She described the service as a computerized version of "a travel agent who knew you perfectly; had expertise of anywhere in the world; was open 24-seven and was free."

TravelDNA uses algorithms and machine learning to navigate the oceans of data about flights, hotels, restaurants, attractions, and more from a cornucopia of partners such as Expedia, and Lonely Planet, Michelin, and Frommer's guides.

"Because we do this mathematically, we can endlessly match people to places and objects to find the best results," Taneja said.

"No human could put that level of effort into it," she continued. "Essentially, we are saying who are you, what do you like and what do you want?"

TravelDNA will cover 20 destination cities when the service opens to the public in March, and will have every city in the world by the end of the year, according to Taneja, the startup's founder and chief executive.

TravelDNA planned to make money by getting paid for customers referred to websites where people book flights, hotel stays or other travel arrangements.

The service will also get revenue from advertisements at the website and from deals to let travel planners know of bargains being promoted by daily-deal operations.

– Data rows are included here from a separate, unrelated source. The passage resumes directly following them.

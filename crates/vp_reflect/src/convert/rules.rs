//! Builtin conversion rules.

use crate::error::ConversionError;
use crate::ty::{Primitive, Type};
use crate::value::Value;

pub(super) fn can_convert(target: &Type, source: &Type) -> bool {
    if target.boxed() == source.boxed() {
        return true;
    }
    match target {
        Type::Object | Type::String => true,
        Type::Primitive(p) | Type::Boxed(p) => match p {
            Primitive::Bool => *source == Type::String,
            Primitive::Char => {
                *source == Type::String || source.primitive().is_some_and(Primitive::is_integral)
            }
            _ => {
                *source == Type::String || source.primitive().is_some_and(|s| s != Primitive::Bool)
            }
        },
        Type::Array(elem) => match source {
            Type::Array(from) => can_convert(elem, from),
            Type::List => true,
            _ => false,
        },
        Type::List => source.is_array(),
        _ => false,
    }
}

fn unsupported(value: &Value, to: &Type) -> ConversionError {
    ConversionError::Unsupported {
        from: value.type_name(),
        to: to.clone(),
    }
}

pub(super) fn convert(value: &Value, target: &Type) -> Result<Value, ConversionError> {
    match target {
        Type::Object => Ok(value.clone()),
        Type::String => Ok(match value {
            Value::String(_) => value.clone(),
            other => Value::from(other.to_string()),
        }),
        Type::Primitive(p) | Type::Boxed(p) => to_primitive(value, *p, target),
        Type::Array(elem) => {
            let items = match value {
                Value::Array(array) => array.items(),
                Value::List(items) => &**items,
                _ => return Err(unsupported(value, target)),
            };
            let items = items
                .iter()
                .map(|item| {
                    if item.is_null() && elem.is_primitive() {
                        return Err(ConversionError::NullToPrimitive { to: (**elem).clone() });
                    }
                    if item.is_null() {
                        return Ok(Value::Null);
                    }
                    convert(item, elem)
                })
                .collect::<Result<Vec<_>, _>>()?;
            Ok(Value::array((**elem).clone(), items))
        }
        Type::List => match value {
            Value::List(_) => Ok(value.clone()),
            Value::Array(array) => Ok(Value::list(array.items().iter().cloned())),
            _ => Err(unsupported(value, target)),
        },
        _ if value.has_runtime_type(Some(target)) => Ok(value.clone()),
        _ => Err(unsupported(value, target)),
    }
}

fn to_primitive(value: &Value, p: Primitive, target: &Type) -> Result<Value, ConversionError> {
    if value.primitive() == Some(p) {
        return Ok(value.clone());
    }
    if let Value::String(text) = value {
        return parse(text, p, target);
    }

    let converted = match p {
        Primitive::Bool => None,
        Primitive::Char => value
            .as_long()
            .and_then(|v| u32::try_from(v).ok())
            .and_then(char::from_u32)
            .map(Value::Char),
        Primitive::Float => numeric(value).map(|v| Value::Float(v.as_f64() as f32)),
        Primitive::Double => numeric(value).map(|v| Value::Double(v.as_f64())),
        integral => numeric(value).and_then(|v| narrow(v.as_i64()?, integral)),
    };
    converted.ok_or_else(|| unsupported(value, target))
}

#[derive(Clone, Copy)]
enum Number {
    Integral(i64),
    Real(f64),
}

impl Number {
    fn as_f64(self) -> f64 {
        match self {
            Self::Integral(v) => v as f64,
            Self::Real(v) => v,
        }
    }

    /// Reals truncate towards zero.
    fn as_i64(self) -> Option<i64> {
        match self {
            Self::Integral(v) => Some(v),
            Self::Real(v) if v.is_finite() => Some(v.trunc() as i64),
            Self::Real(_) => None,
        }
    }
}

fn numeric(value: &Value) -> Option<Number> {
    match value {
        Value::Float(v) => Some(Number::Real(f64::from(*v))),
        Value::Double(v) => Some(Number::Real(*v)),
        Value::Char(c) => Some(Number::Integral(i64::from(u32::from(*c)))),
        other => other.as_long().map(Number::Integral),
    }
}

// Out-of-range integral values do not convert.
fn narrow(v: i64, p: Primitive) -> Option<Value> {
    Some(match p {
        Primitive::Byte => Value::Byte(i8::try_from(v).ok()?),
        Primitive::Short => Value::Short(i16::try_from(v).ok()?),
        Primitive::Int => Value::Int(i32::try_from(v).ok()?),
        Primitive::Long => Value::Long(v),
        _ => return None,
    })
}

fn parse(text: &str, p: Primitive, target: &Type) -> Result<Value, ConversionError> {
    let err = || ConversionError::Parse {
        text: text.to_owned(),
        to: target.clone(),
    };
    let trimmed = text.trim();
    Ok(match p {
        Primitive::Bool => match trimmed {
            "true" => Value::Bool(true),
            "false" => Value::Bool(false),
            _ => return Err(err()),
        },
        Primitive::Char => {
            let mut chars = text.chars();
            match (chars.next(), chars.next()) {
                (Some(c), None) => Value::Char(c),
                _ => return Err(err()),
            }
        }
        Primitive::Byte => Value::Byte(trimmed.parse().map_err(|_| err())?),
        Primitive::Short => Value::Short(trimmed.parse().map_err(|_| err())?),
        Primitive::Int => Value::Int(trimmed.parse().map_err(|_| err())?),
        Primitive::Long => Value::Long(trimmed.parse().map_err(|_| err())?),
        Primitive::Float => Value::Float(trimmed.parse().map_err(|_| err())?),
        Primitive::Double => Value::Double(trimmed.parse().map_err(|_| err())?),
    })
}
//! Client-side orchestration for installing Linux distributions through an
//! external installer backend.
//!
//! Every outbound request goes through [`CommandGateway`]; install progress
//! arrives only on the progress channel managed by [`SubscriptionManager`].
//! A [`Session`] routes both sources into one inbox folded by
//! [`SessionState::apply`], which is where stale version responses are
//! dropped and the last progress event wins.

pub mod catalog;
pub mod error;
pub mod gateway;
pub mod install;
pub mod notice;
pub mod selection;
pub mod session;
pub mod state;
pub mod subscription;
pub mod transport;

pub use catalog::{filter, CatalogSnapshot, CatalogStore, VersionList};
pub use error::SessionError;
pub use gateway::{CommandGateway, CommandTransport, GatewayError};
pub use install::{
    validate_install, ActiveInstall, InstallOrchestrator, InstallProjection, ProgressOutcome,
};
pub use notice::{ErrorNotice, NoticeCategory, NoticeContext};
pub use selection::{SelectionChange, SelectionController, VersionsOutcome};
pub use session::{Session, SessionConfig};
pub use state::{Inbound, SessionState, SessionView, Update};
pub use subscription::{FrameStream, ProgressSource, SubscriptionHandle, SubscriptionManager};
pub use transport::{
    parse_backend_url, HttpCommandTransport, TransportError, WebSocketProgressSource,
};

#[cfg(test)]
#[path = "tests/support.rs"]
pub(crate) mod test_support;
//! User-facing error notices derived from gateway failures.

use std::fmt;

use shared::error::ErrorCode;
use tracing::error;

use crate::gateway::GatewayError;

#[derive(Debug, Clone, Copy, PartialEq, Eq)]
pub enum NoticeCategory {
    Unreachable,
    Rejected,
    Defect,
}

#[derive(Debug, Clone, Copy, PartialEq, Eq)]
pub enum NoticeContext {
    LoadCatalog,
    LoadVersions,
    Install,
    OpenSettings,
    Subscribe,
}

impl fmt::Display for NoticeContext {
    fn fmt(&self, f: &mut fmt::Formatter<'_>) -> fmt::Result {
        f.write_str(match self {
            NoticeContext::LoadCatalog => "loading distributions",
            NoticeContext::LoadVersions => "loading versions",
            NoticeContext::Install => "starting the install",
            NoticeContext::OpenSettings => "opening settings",
            NoticeContext::Subscribe => "subscribing to install progress",
        })
    }
}

#[derive(Debug, Clone, PartialEq, Eq)]
pub struct ErrorNotice {
    category: NoticeCategory,
    context: NoticeContext,
    message: String,
}

impl ErrorNotice {
    pub fn from_gateway(context: NoticeContext, err: &GatewayError) -> Self {
        let (category, message) = match err {
            GatewayError::Unreachable(_) => (
                NoticeCategory::Unreachable,
                format!("Installer backend unreachable while {context}; check that it is running and retry."),
            ),
            GatewayError::Rejected(api) => {
                let message = match (context, api.code) {
                    (NoticeContext::Install, ErrorCode::NotFound) => {
                        format!("Version no longer available: {}", api.message)
                    }
                    (NoticeContext::LoadVersions, ErrorCode::NotFound) => {
                        format!("Distribution no longer available: {}", api.message)
                    }
                    _ => format!("Refused while {context}: {}", api.message),
                };
                (NoticeCategory::Rejected, message)
            }
            GatewayError::Malformed { command, reason } => {
                error!(%command, %reason, %context, "contract violation surfaced to user");
                (
                    NoticeCategory::Defect,
                    format!("Unexpected response from the installer backend while {context}."),
                )
            }
        };
        Self {
            category,
            context,
            message,
        }
    }

    /// Unreachable backends block the user until they retry.
    pub fn is_blocking(&self) -> bool {
        self.category == NoticeCategory::Unreachable
    }

    pub fn category(&self) -> NoticeCategory {
        self.category
    }

    pub fn context(&self) -> NoticeContext {
        self.context
    }

    pub fn message(&self) -> &str {
        &self.message
    }
}

impl fmt::Display for ErrorNotice {
    fn fmt(&self, f: &mut fmt::Formatter<'_>) -> fmt::Result {
        f.write_str(&self.message)
    }
}

#[cfg(test)]
mod tests {
    use shared::{error::ApiError, protocol::CommandName};

    use super::*;

    #[test]
    fn unreachable_is_blocking() {
        let notice = ErrorNotice::from_gateway(
            NoticeContext::LoadCatalog,
            &GatewayError::Unreachable("connection refused".into()),
        );
        assert!(notice.is_blocking());
        assert_eq!(notice.category(), NoticeCategory::Unreachable);
        assert!(notice.message().contains("loading distributions"));
    }

    #[test]
    fn install_not_found_is_actionable() {
        let notice = ErrorNotice::from_gateway(
            NoticeContext::Install,
            &GatewayError::Rejected(ApiError::not_found("version not found")),
        );
        assert!(!notice.is_blocking());
        assert_eq!(notice.category(), NoticeCategory::Rejected);
        assert_eq!(notice.message(), "Version no longer available: version not found");
    }

    #[test]
    fn malformed_is_reported_generically() {
        let notice = ErrorNotice::from_gateway(
            NoticeContext::LoadVersions,
            &GatewayError::Malformed {
                command: CommandName::ListVersions,
                reason: "expected a sequence".into(),
            },
        );
        assert_eq!(notice.category(), NoticeCategory::Defect);
        assert!(!notice.message().contains("expected a sequence"));
    }
}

TravelDNA is working on a "wallet" service that would charge users to keep track of loyalty awards for flights or hotels and then build intineraries based on trips or stays they could get using points accrued.

TravelDNA is looking to partner with tour guides, event promoters, vacation home managers and even home room-letting sites such as AirBnB to add their offerings to itinerary options.

"My husband and I went on a honeymoon to Italy," Taneja said when asked what led to the company's birth.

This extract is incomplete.